LAMB AND EGGPLANT MEATBALLS IN SIMPLE TOMATO SAUCE

Prep time: 40 minutes

Cook time: About 40 minutes

Total time: About 1 hour 20 minutes

Yield: 20 meatballs

INGREDIENTS

1 medium eggplant

1 cup day-old sturdy bread such as sourdough or country loaf, crusts removed and cut into 1/4-inch cubes (2 ounces trimmed weight)

1 egg

Scant 1 teaspoon fine sea salt

1/2 teaspoon freshly ground black or white pepper

1 large clove garlic, minced

1 pound ground lamb leg or shoulder

3 tablespoons minced fresh parsley

2 tablespoons fresh minced rosemary or 2 teaspoons dried crushed rosemary

Extra virgin or pure olive oil for frying

2 cups homemade meatless tomato sauce of your choice

DIRECTIONS

1. Preheat an oven to 400 F.

2. Grease a baking sheet lightly with olive oil. Cut the eggplant in half lengthwise and place each half face down on it. Roast about 30 minutes, until it is entirely collapsed, soft and lightly charred on the cut side. Meanwhile, place the bread cubes in a shallow soup bowl and cover with water. Soak until moistened, several minutes. Drain and squeeze excess water from the bread.

3. When the eggplant is cool enough to handle, cut off the stem. Chop finely.

4. In an ample mixing bowl, whisk together the egg, sea salt, pepper and garlic. Stir in the prepared bread cubes. Use your hands to break them up until they are well blended with the egg mixture. Add the chopped eggplant, ground lamb, parsley and rosemary. Using your fingers, mix the ingredients together without overworking them. If you have time, chill the mixture before forming the meatballs; this step can help you shape it into perfectly round spheres, but it is not essential.

5. With wet hands, form the mixture into equally sized balls about 1 1/4 inches in diameter, no larger than golf balls.

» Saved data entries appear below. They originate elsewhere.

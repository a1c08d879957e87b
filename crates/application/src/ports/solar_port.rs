//! Solar inverter monitoring port

use async_trait::async_trait;
use chrono::NaiveDateTime;
use domain::entities::{EnergyReading, PowerFlow};
#[cfg(test)]
use mockall::automock;

use crate::error::ApplicationError;

#[cfg_attr(test, automock)]
#[async_trait]
pub trait SolarPort: Send + Sync {
    /// Energy totals between `start` and `end`, dated by `start`
    async fn energy_details(
        &self,
        start: NaiveDateTime,
        end: NaiveDateTime,
    ) -> Result<EnergyReading, ApplicationError>;

    /// Current power flow stamped with `now`
    async fn power_flow(&self, now: NaiveDateTime) -> Result<PowerFlow, ApplicationError>;
}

6. Prepare a platter with two layers of paper towels next to the burner over which you will be cooking. In an ample skillet or frying pan, pour enough olive oil to cover the bottom of the pan and warm it over medium heat. Fry the meatballs in batches to avoid overcrowding; there should be plenty of room around each for proper searing. When they have developed a light crust and look golden brown, about 10 minutes, transfer them to the paper towels to drain. If necessary, drain off smoky oil and add fresh oil to the pan to prevent the bits that settle on the bottom from burning. Warm the oil once again and finish frying.

7. If you are serving the meatballs in tomato sauce, warm it in a saucepan over medium heat and slip the browned meatballs into them. Cook them through, about 20 minutes. Serve at once. If you plan to make the meatballs in advance, cool and store them, with or without the tomato sauce, in a covered storage container in the refrigerator for up to 4 days. Alternatively, freeze them for up to 3 months.